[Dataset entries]
....

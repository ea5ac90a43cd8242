//! Dashboard state transitions.
//!
//! A composite layer update is split into three explicit steps so that
//! builds can run concurrently while the overlay is only ever touched from
//! one place:
//!
//! ```text
//! begin_build(request) ──► BuildTicket        (supersedes older tickets)
//! run_build(request, ticket) ──► outcome      (cache, then compositor)
//! apply(channel, ticket, outcome) ──► overlay (stale tickets dropped)
//! ```

use std::collections::HashMap;
use std::sync::Arc;

use atlas_common::BoundingBox;
use compositor::{
    BuildEpoch, BuildTicket, CompositeCache, CompositeOutcome, CompositeRequest, CompositeResult,
    Compositor,
};
use overlay::{HostMap, LayerState, OverlayManager};
use tracing::{debug, info, instrument};

use crate::catrare::{event_layer, RainEvent};
use crate::error::{DashboardError, Result};
use crate::flood::{flood_layer, FloodScenario};
use crate::kostra::KostraScenario;

pub const HEAT_LAYER: &str = "heat-composite";
pub const KOSTRA_LAYER: &str = "kostra";
pub const CATRARE_LAYER: &str = "catrare-events";
pub const FLOOD_LAYER: &str = "flood-risk";

/// Builds composites for one overlay layer.
///
/// Cheap to clone; clones share the compositor, the generation counter and
/// the cache.
#[derive(Clone)]
pub struct CompositeChannel {
    layer_id: String,
    compositor: Arc<Compositor>,
    epoch: BuildEpoch,
    cache: Arc<CompositeCache>,
    opacity: f32,
}

impl CompositeChannel {
    pub fn new(layer_id: impl Into<String>, compositor: Arc<Compositor>) -> Self {
        let cache = Arc::new(CompositeCache::new(compositor.config().cache_entries));
        Self {
            layer_id: layer_id.into(),
            compositor,
            epoch: BuildEpoch::new(),
            cache,
            opacity: 0.8,
        }
    }

    pub fn with_opacity(mut self, opacity: f32) -> Self {
        self.opacity = opacity;
        self
    }

    pub fn layer_id(&self) -> &str {
        &self.layer_id
    }

    pub fn compositor(&self) -> &Compositor {
        &self.compositor
    }

    pub fn cache(&self) -> &CompositeCache {
        &self.cache
    }

    /// Start a build, superseding every earlier ticket on this channel.
    pub fn begin_build(&self, request: &CompositeRequest) -> BuildTicket {
        let ticket = self.epoch.begin(self.compositor.key_for(request));
        debug!(layer = %self.layer_id, generation = ticket.generation, key = %ticket.key, "Build started");
        ticket
    }

    pub fn is_current(&self, ticket: &BuildTicket) -> bool {
        self.epoch.is_current(ticket)
    }

    /// Produce the outcome for `ticket`, from the cache when possible.
    #[instrument(skip_all, fields(layer = %self.layer_id, generation = ticket.generation))]
    pub async fn run_build(
        &self,
        request: &CompositeRequest,
        ticket: &BuildTicket,
    ) -> Result<CompositeOutcome> {
        if !self.is_current(ticket) {
            return Ok(CompositeOutcome::Superseded);
        }

        if let Some(result) = self.cache.get(&ticket.key).await {
            return Ok(CompositeOutcome::Ready(result));
        }

        let outcome = self
            .compositor
            .build_with_ticket(request, &self.epoch, ticket)
            .await?;

        if let CompositeOutcome::Ready(result) = &outcome {
            self.cache.insert(ticket.key.clone(), result.clone()).await;
        }
        Ok(outcome)
    }
}

/// What `apply` did to the overlay.
#[derive(Debug, Clone, Copy, PartialEq, Eq)]
pub enum Applied {
    /// The composite is now the layer's bitmap.
    Shown,
    /// No data; the layer was removed.
    Cleared,
    /// The outcome belonged to a superseded build.
    Dropped,
    /// No map is attached; nothing was drawn.
    Detached,
}

impl Applied {
    pub fn as_str(&self) -> &'static str {
        match self {
            Self::Shown => "shown",
            Self::Cleared => "cleared",
            Self::Dropped => "dropped",
            Self::Detached => "detached",
        }
    }
}

impl std::fmt::Display for Applied {
    fn fmt(&self, f: &mut std::fmt::Formatter<'_>) -> std::fmt::Result {
        write!(f, "{}", self.as_str())
    }
}

/// Owns the map overlay and every source feeding it.
pub struct DashboardController {
    overlay: OverlayManager,
    heat: CompositeChannel,
    kostra: Option<CompositeChannel>,
    /// Composite currently shown per layer id
    shown: HashMap<String, Arc<CompositeResult>>,
}

impl DashboardController {
    pub fn new(heat: CompositeChannel) -> Self {
        Self {
            overlay: OverlayManager::new(),
            heat,
            kostra: None,
            shown: HashMap::new(),
        }
    }

    pub fn with_kostra(mut self, channel: CompositeChannel) -> Self {
        self.kostra = Some(channel);
        self
    }

    pub fn heat(&self) -> &CompositeChannel {
        &self.heat
    }

    pub fn kostra(&self) -> Option<&CompositeChannel> {
        self.kostra.as_ref()
    }

    pub fn overlay(&self) -> &OverlayManager {
        &self.overlay
    }

    /// Bind the overlay to a map. See [`OverlayManager::attach`].
    pub fn attach(&mut self, host: &dyn HostMap, force_reinit: bool) -> Result<()> {
        self.overlay.attach(host, force_reinit)?;
        if !self.overlay.is_attached() {
            return Ok(());
        }
        // A different map starts from an empty layer list
        let ids: Vec<String> = self.overlay.layer_ids().iter().map(|s| s.to_string()).collect();
        self.shown.retain(|id, _| ids.contains(id));
        Ok(())
    }

    pub fn detach(&mut self) {
        self.overlay.detach();
        self.shown.clear();
    }

    /// Publish a finished build to the overlay.
    ///
    /// Outcomes whose ticket is no longer current never reach the overlay,
    /// and nothing is recorded as shown while no map is attached.
    pub fn apply(
        &mut self,
        channel: &CompositeChannel,
        ticket: &BuildTicket,
        outcome: CompositeOutcome,
    ) -> Applied {
        let layer = channel.layer_id().to_string();

        let applied = if !channel.is_current(ticket) {
            debug!(layer = %layer, generation = ticket.generation, "Dropping stale build");
            Applied::Dropped
        } else if !self.overlay.is_attached() {
            debug!(layer = %layer, generation = ticket.generation, "Overlay not attached; build not shown");
            Applied::Detached
        } else {
            match outcome {
                CompositeOutcome::Ready(result) => {
                    info!(
                        layer = %layer,
                        width = result.width,
                        height = result.height,
                        contributing = result.provenance.contributing_granules.len(),
                        confidence = result.provenance.coverage_confidence.as_str(),
                        "Showing composite"
                    );
                    self.overlay.set_layer(
                        LayerState::bitmap(layer.clone(), result.image.clone(), result.bounds)
                            .with_opacity(channel.opacity),
                    );
                    self.shown.insert(layer.clone(), result);
                    Applied::Shown
                }
                CompositeOutcome::NoData(report) => {
                    info!(layer = %layer, reason = %report.reason, "Composite has no data; clearing layer");
                    self.overlay.remove_layer(&layer);
                    self.shown.remove(&layer);
                    Applied::Cleared
                }
                CompositeOutcome::Superseded => Applied::Dropped,
            }
        };

        metrics::counter!("dashboard_layer_updates_total", "layer" => layer, "result" => applied.as_str())
            .increment(1);
        applied
    }

    /// Run one build on `channel` to completion and apply it.
    pub async fn refresh(
        &mut self,
        channel: &CompositeChannel,
        request: &CompositeRequest,
    ) -> Result<Applied> {
        let ticket = channel.begin_build(request);
        let outcome = channel.run_build(request, &ticket).await?;
        Ok(self.apply(channel, &ticket, outcome))
    }

    /// Rebuild the heat composite for new inputs.
    pub async fn update_heat(&mut self, request: &CompositeRequest) -> Result<Applied> {
        let channel = self.heat.clone();
        self.refresh(&channel, request).await
    }

    /// Show a KOSTRA design rainfall scenario over `region`.
    pub async fn show_kostra(
        &mut self,
        scenario: KostraScenario,
        base_url: &str,
        region: BoundingBox,
    ) -> Result<Applied> {
        let channel = self
            .kostra
            .clone()
            .ok_or_else(|| DashboardError::NotConfigured(KOSTRA_LAYER.to_string()))?;
        info!(scenario = %scenario, "Loading KOSTRA scenario");
        self.refresh(&channel, &scenario.request(base_url, region)).await
    }

    pub fn show_events(&mut self, events: &[RainEvent]) {
        self.overlay.set_layer(event_layer(CATRARE_LAYER, events));
    }

    pub fn show_flood(&mut self, archive_url: &str, scenario: FloodScenario) {
        self.overlay
            .set_layer(flood_layer(FLOOD_LAYER, archive_url, scenario));
    }

    /// Remove any layer by id.
    pub fn hide(&mut self, layer_id: &str) {
        self.overlay.remove_layer(layer_id);
        self.shown.remove(layer_id);
    }

    /// Composite currently shown on `layer_id`.
    pub fn composite(&self, layer_id: &str) -> Option<&Arc<CompositeResult>> {
        self.shown.get(layer_id)
    }

    /// Hover read-out from the composite shown on `layer_id`.
    pub fn value_at(&self, layer_id: &str, lon: f64, lat: f64) -> Option<f32> {
        self.shown.get(layer_id)?.value_at(lon, lat)
    }
}
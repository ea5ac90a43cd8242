//! CatRaRE heavy rainfall events.
//!
//! The DWD catalogue of radar-based heavy rainfall events ships as a GeoJSON
//! feature collection of event footprints. Each feature becomes one
//! [`RainEvent`] positioned at its footprint centroid and drawn as a circle
//! whose area matches the footprint and whose color follows the peak depth.

use std::path::Path;

use chrono::{Datelike, NaiveDate};
use overlay::{LayerState, PointFeature};
use renderer::Color;
use serde::{Deserialize, Serialize};
use serde_json::{Map, Value};
use tracing::{debug, warn};

use crate::error::{DashboardError, Result};

/// Events older than this many calendar years are hidden by default.
pub const DEFAULT_YEARS: u32 = 10;

// Circles stay visible at national zoom and never swamp a city
const MIN_RADIUS_M: f32 = 1_000.0;
const MAX_RADIUS_M: f32 = 40_000.0;
const DEFAULT_RADIUS_M: f32 = 2_000.0;

/// One heavy rainfall event.
#[derive(Debug, Clone, PartialEq, Serialize, Deserialize)]
pub struct RainEvent {
    pub id: String,
    pub date: NaiveDate,
    /// Start time as published, e.g. `"1400"`
    pub start: Option<String>,
    pub end: Option<String>,
    pub duration_h: Option<f64>,
    /// Peak precipitation depth in mm
    pub max_mm: f64,
    /// Accumulated precipitation in mm
    pub total_mm: Option<f64>,
    pub warning_level: Option<u8>,
    pub area_km2: Option<f64>,
    pub lon: f64,
    pub lat: f64,
}

impl RainEvent {
    /// Date as the catalogue's `yyyymmdd` integer.
    pub fn date_key(&self) -> i32 {
        date_key(self.date)
    }

    /// Radius of the circle with the footprint's area.
    pub fn radius_m(&self) -> f32 {
        match self.area_km2 {
            Some(area) if area > 0.0 => {
                let radius = (area / std::f64::consts::PI).sqrt() * 1000.0;
                (radius as f32).clamp(MIN_RADIUS_M, MAX_RADIUS_M)
            }
            _ => DEFAULT_RADIUS_M,
        }
    }

    pub fn color(&self) -> Color {
        depth_color(self.max_mm)
    }

    pub fn label(&self) -> String {
        format!("{} {} {:.1} mm", self.id, self.date, self.max_mm)
    }

    pub fn to_point(&self) -> PointFeature {
        PointFeature {
            lon: self.lon,
            lat: self.lat,
            radius_m: self.radius_m(),
            color: self.color(),
            label: Some(self.label()),
        }
    }
}

#[derive(Deserialize)]
struct FeatureCollection {
    #[serde(default)]
    features: Vec<Feature>,
}

#[derive(Deserialize)]
struct Feature {
    #[serde(default)]
    properties: Map<String, Value>,
    #[serde(default)]
    geometry: Option<Value>,
}

/// Parse a CatRaRE feature collection.
///
/// Features without an id, a valid `DATUM` or a usable geometry are skipped
/// with a warning.
pub fn parse_events(json: &str) -> Result<Vec<RainEvent>> {
    let collection: FeatureCollection = serde_json::from_str(json)?;
    let total = collection.features.len();

    let events: Vec<RainEvent> = collection
        .features
        .into_iter()
        .enumerate()
        .filter_map(|(index, feature)| match to_event(feature) {
            Ok(event) => Some(event),
            Err(e) => {
                warn!(index, error = %e, "Skipping CatRaRE feature");
                None
            }
        })
        .collect();

    debug!(total, parsed = events.len(), "Parsed CatRaRE events");
    Ok(events)
}

pub fn load_events(path: impl AsRef<Path>) -> Result<Vec<RainEvent>> {
    let path = path.as_ref();
    let json = std::fs::read_to_string(path).map_err(|e| {
        DashboardError::invalid_catalogue(format!("{}: {}", path.display(), e))
    })?;
    parse_events(&json)
}

/// Keep events from January 1st of `today.year() - years` onwards.
pub fn filter_recent(events: Vec<RainEvent>, years: u32, today: NaiveDate) -> Vec<RainEvent> {
    let min_year = today.year() - years as i32;
    let min_key = min_year * 10_000 + 101;
    events
        .into_iter()
        .filter(|e| e.date_key() >= min_key)
        .collect()
}

/// Point layer with one circle per event.
pub fn event_layer(id: impl Into<String>, events: &[RainEvent]) -> LayerState {
    LayerState::points(id, events.iter().map(RainEvent::to_point).collect())
}

/// Peak depth color, yellow through purple.
pub fn depth_color(max_mm: f64) -> Color {
    match max_mm {
        v if v < 25.0 => Color::new(255, 214, 0, 200),
        v if v < 40.0 => Color::new(255, 140, 0, 200),
        v if v < 60.0 => Color::new(230, 30, 30, 200),
        v if v < 100.0 => Color::new(150, 0, 40, 200),
        _ => Color::new(110, 0, 140, 200),
    }
}

fn to_event(feature: Feature) -> Result<RainEvent> {
    let props = &feature.properties;

    let id = prop_string(props, "ID")
        .ok_or_else(|| DashboardError::invalid_catalogue("missing ID"))?;
    let datum = prop_i64(props, "DATUM")
        .ok_or_else(|| DashboardError::invalid_catalogue(format!("{}: missing DATUM", id)))?;
    let date = parse_datum(datum)
        .ok_or_else(|| DashboardError::invalid_catalogue(format!("{}: bad DATUM {}", id, datum)))?;
    let (lon, lat) = feature
        .geometry
        .as_ref()
        .and_then(centroid)
        .ok_or_else(|| DashboardError::invalid_catalogue(format!("{}: no usable geometry", id)))?;

    Ok(RainEvent {
        date,
        start: prop_string(props, "ANFANG"),
        end: prop_string(props, "ENDE"),
        duration_h: prop_f64(props, "DAUER_H"),
        max_mm: prop_f64(props, "N_MAX").unwrap_or(0.0),
        total_mm: prop_f64(props, "N_SUMME"),
        warning_level: prop_i64(props, "WARNSTUFE").and_then(|v| u8::try_from(v).ok()),
        area_km2: prop_f64(props, "FLAECHE_KM2"),
        lon,
        lat,
        id,
    })
}

fn date_key(date: NaiveDate) -> i32 {
    date.year() * 10_000 + date.month() as i32 * 100 + date.day() as i32
}

fn parse_datum(datum: i64) -> Option<NaiveDate> {
    let year = i32::try_from(datum / 10_000).ok()?;
    let month = u32::try_from(datum / 100 % 100).ok()?;
    let day = u32::try_from(datum % 100).ok()?;
    NaiveDate::from_ymd_opt(year, month, day)
}

fn prop_string(props: &Map<String, Value>, key: &str) -> Option<String> {
    match props.get(key)? {
        Value::String(s) if !s.is_empty() => Some(s.clone()),
        Value::Number(n) => Some(n.as_i64().map(|i| i.to_string()).unwrap_or_else(|| n.to_string())),
        _ => None,
    }
}

fn prop_f64(props: &Map<String, Value>, key: &str) -> Option<f64> {
    match props.get(key)? {
        Value::Number(n) => n.as_f64(),
        Value::String(s) => s.trim().parse().ok(),
        _ => None,
    }
}

fn prop_i64(props: &Map<String, Value>, key: &str) -> Option<i64> {
    match props.get(key)? {
        Value::Number(n) => n.as_i64().or_else(|| n.as_f64().map(|f| f as i64)),
        Value::String(s) => s.trim().parse().ok(),
        _ => None,
    }
}

/// Area-weighted centroid of a Point, Polygon or MultiPolygon geometry.
fn centroid(geometry: &Value) -> Option<(f64, f64)> {
    let coordinates = geometry.get("coordinates")?;
    match geometry.get("type")?.as_str()? {
        "Point" => position(coordinates),
        "Polygon" => {
            let outer = ring(coordinates.as_array()?.first()?)?;
            ring_centroid(&outer).map(|(x, y, _)| (x, y))
        }
        "MultiPolygon" => {
            let mut sum_x = 0.0;
            let mut sum_y = 0.0;
            let mut total = 0.0;
            for polygon in coordinates.as_array()? {
                let Some(outer) = polygon.as_array().and_then(|p| p.first()).and_then(ring) else {
                    continue;
                };
                if let Some((x, y, area)) = ring_centroid(&outer) {
                    // Degenerate parts still count with a tiny weight
                    let weight = area.max(f64::EPSILON);
                    sum_x += x * weight;
                    sum_y += y * weight;
                    total += weight;
                }
            }
            (total > 0.0).then(|| (sum_x / total, sum_y / total))
        }
        _ => None,
    }
}

fn position(value: &Value) -> Option<(f64, f64)> {
    let pair = value.as_array()?;
    Some((pair.first()?.as_f64()?, pair.get(1)?.as_f64()?))
}

fn ring(value: &Value) -> Option<Vec<(f64, f64)>> {
    value.as_array()?.iter().map(position).collect()
}

/// Shoelace centroid and absolute area; vertex mean for zero-area rings.
fn ring_centroid(ring: &[(f64, f64)]) -> Option<(f64, f64, f64)> {
    if ring.is_empty() {
        return None;
    }

    let mut area2 = 0.0;
    let mut cx = 0.0;
    let mut cy = 0.0;
    for (i, &(x0, y0)) in ring.iter().enumerate() {
        let (x1, y1) = ring[(i + 1) % ring.len()];
        let cross = x0 * y1 - x1 * y0;
        area2 += cross;
        cx += (x0 + x1) * cross;
        cy += (y0 + y1) * cross;
    }

    if area2.abs() < 1e-12 {
        let n = ring.len() as f64;
        let (sx, sy) = ring.iter().fold((0.0, 0.0), |(sx, sy), (x, y)| (sx + x, sy + y));
        return Some((sx / n, sy / n, 0.0));
    }

    Some((cx / (3.0 * area2), cy / (3.0 * area2), area2.abs() / 2.0))
}
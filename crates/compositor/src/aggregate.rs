//! Per-pixel stack reduction.
//!
//! Each output cell gathers one value per contributing granule together with
//! that granule's quality weight. The stack is reduced to a single value by
//! one of the [`AggregationMethod`]s.

use crate::types::{AggregationMethod, PercentileMode};

/// One granule's valid value at a cell.
#[derive(Debug, Clone, Copy, PartialEq)]
pub struct WeightedValue {
    pub value: f32,
    pub weight: f32,
}

impl WeightedValue {
    pub fn new(value: f32, weight: f32) -> Self {
        Self { value, weight }
    }
}

/// Reduce a pixel stack. Returns `None` for an empty stack.
///
/// `min_stack` is the shortest stack for which p90/p95 are computed;
/// shorter stacks fall back to the median.
pub fn aggregate(
    stack: &mut [WeightedValue],
    method: AggregationMethod,
    mode: PercentileMode,
    min_stack: usize,
) -> Option<f32> {
    if stack.is_empty() {
        return None;
    }
    if stack.len() == 1 {
        return Some(stack[0].value);
    }

    match method {
        AggregationMethod::Max => stack.iter().map(|s| s.value).reduce(f32::max),
        AggregationMethod::Mean => {
            let sum: f64 = stack.iter().map(|s| s.value as f64).sum();
            Some((sum / stack.len() as f64) as f32)
        }
        AggregationMethod::Median => Some(median(stack, mode)),
        AggregationMethod::P90 | AggregationMethod::P95 => {
            if stack.len() < min_stack {
                return Some(median(stack, mode));
            }
            let p = method.percentile().unwrap_or(0.5);
            sort_by_value(stack);
            Some(match mode {
                PercentileMode::Weighted => weighted_percentile(stack, p),
                PercentileMode::StrictIndex => strict_percentile(stack, p),
            })
        }
    }
}

fn sort_by_value(stack: &mut [WeightedValue]) {
    stack.sort_by(|a, b| a.value.total_cmp(&b.value));
}

fn median(stack: &mut [WeightedValue], mode: PercentileMode) -> f32 {
    sort_by_value(stack);
    match mode {
        PercentileMode::Weighted => weighted_percentile(stack, 0.5),
        PercentileMode::StrictIndex => {
            let mid = stack.len() / 2;
            if stack.len() % 2 == 0 {
                (stack[mid - 1].value + stack[mid].value) / 2.0
            } else {
                stack[mid].value
            }
        }
    }
}

/// Weighted percentile over a value-sorted stack.
///
/// Walks the cumulative weight until it reaches `p * total` and interpolates
/// linearly between the previous and the crossing value. All-zero weights
/// are treated as uniform.
fn weighted_percentile(sorted: &[WeightedValue], p: f64) -> f32 {
    let total: f64 = sorted.iter().map(|s| s.weight.max(0.0) as f64).sum();
    let uniform = total <= 0.0 || !total.is_finite();
    let weight_of = |s: &WeightedValue| {
        if uniform {
            1.0
        } else {
            s.weight.max(0.0) as f64
        }
    };
    let total = if uniform { sorted.len() as f64 } else { total };
    let target = p.clamp(0.0, 1.0) * total;

    let mut cumulative = 0.0;
    for (i, sample) in sorted.iter().enumerate() {
        let w = weight_of(sample);
        let next = cumulative + w;
        if next >= target && w > 0.0 {
            if i == 0 {
                return sample.value;
            }
            let frac = ((target - cumulative) / w).clamp(0.0, 1.0) as f32;
            let prev = sorted[i - 1].value;
            return prev + frac * (sample.value - prev);
        }
        cumulative = next;
    }

    sorted[sorted.len() - 1].value
}

/// Index-based percentile that never selects the maximum's slot.
fn strict_percentile(sorted: &[WeightedValue], p: f64) -> f32 {
    let len = sorted.len();
    let idx = ((len as f64 * p).floor() as usize).min(len.saturating_sub(2));
    sorted[idx].value
}
//! Owned RGBA pixel buffers.

use crate::error::{RenderError, RenderResult};

/// Row-major, top-down RGBA8 image.
#[derive(Debug, Clone, PartialEq, Eq)]
pub struct RgbaBitmap {
    width: u32,
    height: u32,
    pixels: Vec<u8>,
}

impl RgbaBitmap {
    pub fn new(width: u32, height: u32, pixels: Vec<u8>) -> RenderResult<Self> {
        let expected = width as usize * height as usize * 4;
        if pixels.len() != expected {
            return Err(RenderError::BufferSize {
                width,
                height,
                expected,
                actual: pixels.len(),
            });
        }
        Ok(Self {
            width,
            height,
            pixels,
        })
    }

    /// Fully transparent image.
    pub fn transparent(width: u32, height: u32) -> Self {
        Self {
            width,
            height,
            pixels: vec![0; width as usize * height as usize * 4],
        }
    }

    pub fn width(&self) -> u32 {
        self.width
    }

    pub fn height(&self) -> u32 {
        self.height
    }

    pub fn pixels(&self) -> &[u8] {
        &self.pixels
    }

    pub fn into_pixels(self) -> Vec<u8> {
        self.pixels
    }

    pub fn pixel(&self, x: u32, y: u32) -> Option<[u8; 4]> {
        if x >= self.width || y >= self.height {
            return None;
        }
        let idx = (y as usize * self.width as usize + x as usize) * 4;
        let px = &self.pixels[idx..idx + 4];
        Some([px[0], px[1], px[2], px[3]])
    }

    /// Number of pixels with alpha 0.
    pub fn transparent_count(&self) -> usize {
        self.pixels.chunks_exact(4).filter(|px| px[3] == 0).count()
    }

    pub fn byte_len(&self) -> usize {
        self.pixels.len()
    }
}
//! Projection error types.

use thiserror::Error;

#[derive(Debug, Error, Clone, PartialEq)]
pub enum ProjectionError {
    #[error("invalid UTM zone {0}: must be 1-60")]
    InvalidZone(u8),

    #[error("transformed coordinate out of WGS84 range: lon={lon}, lat={lat}")]
    OutOfRange { lon: f64, lat: f64 },

    #[error("non-finite input coordinate: x={x}, y={y}")]
    NonFinite { x: f64, y: f64 },
}
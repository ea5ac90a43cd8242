//! Error types shared by the heat atlas crates.

use thiserror::Error;

/// Result type alias using AtlasError.
pub type AtlasResult<T> = Result<T, AtlasError>;

#[derive(Debug, Error)]
pub enum AtlasError {
    // === Input Errors ===
    #[error("Invalid region: {0}")]
    InvalidRegion(String),

    #[error("Invalid granule descriptor '{id}': {message}")]
    InvalidGranule { id: String, message: String },

    #[error("Invalid time specification: {0}")]
    InvalidTime(String),

    // === Data Errors ===
    #[error("Failed to read data: {0}")]
    DataReadError(String),

    #[error("Invalid GeoJSON: {0}")]
    GeoJsonError(String),

    // === Infrastructure Errors ===
    #[error("Internal error: {0}")]
    InternalError(String),
}

impl AtlasError {
    pub fn invalid_granule(id: impl Into<String>, message: impl Into<String>) -> Self {
        Self::InvalidGranule {
            id: id.into(),
            message: message.into(),
        }
    }
}

impl From<std::io::Error> for AtlasError {
    fn from(err: std::io::Error) -> Self {
        AtlasError::DataReadError(err.to_string())
    }
}

impl From<serde_json::Error> for AtlasError {
    fn from(err: serde_json::Error) -> Self {
        AtlasError::InternalError(format!("JSON error: {}", err))
    }
}

impl From<crate::bbox::BboxParseError> for AtlasError {
    fn from(err: crate::bbox::BboxParseError) -> Self {
        AtlasError::InvalidRegion(err.to_string())
    }
}

impl From<crate::time::TimeParseError> for AtlasError {
    fn from(err: crate::time::TimeParseError) -> Self {
        AtlasError::InvalidTime(err.to_string())
    }
}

....

* **Task objective**:
"frac" is the word to look for; copy every line of the data that has it.

* **Solution to the problem**:
            let frac = ((target - cumulative) / w).clamp(0.0, 1.0) as f32;
            return prev + frac * (sample.value - prev);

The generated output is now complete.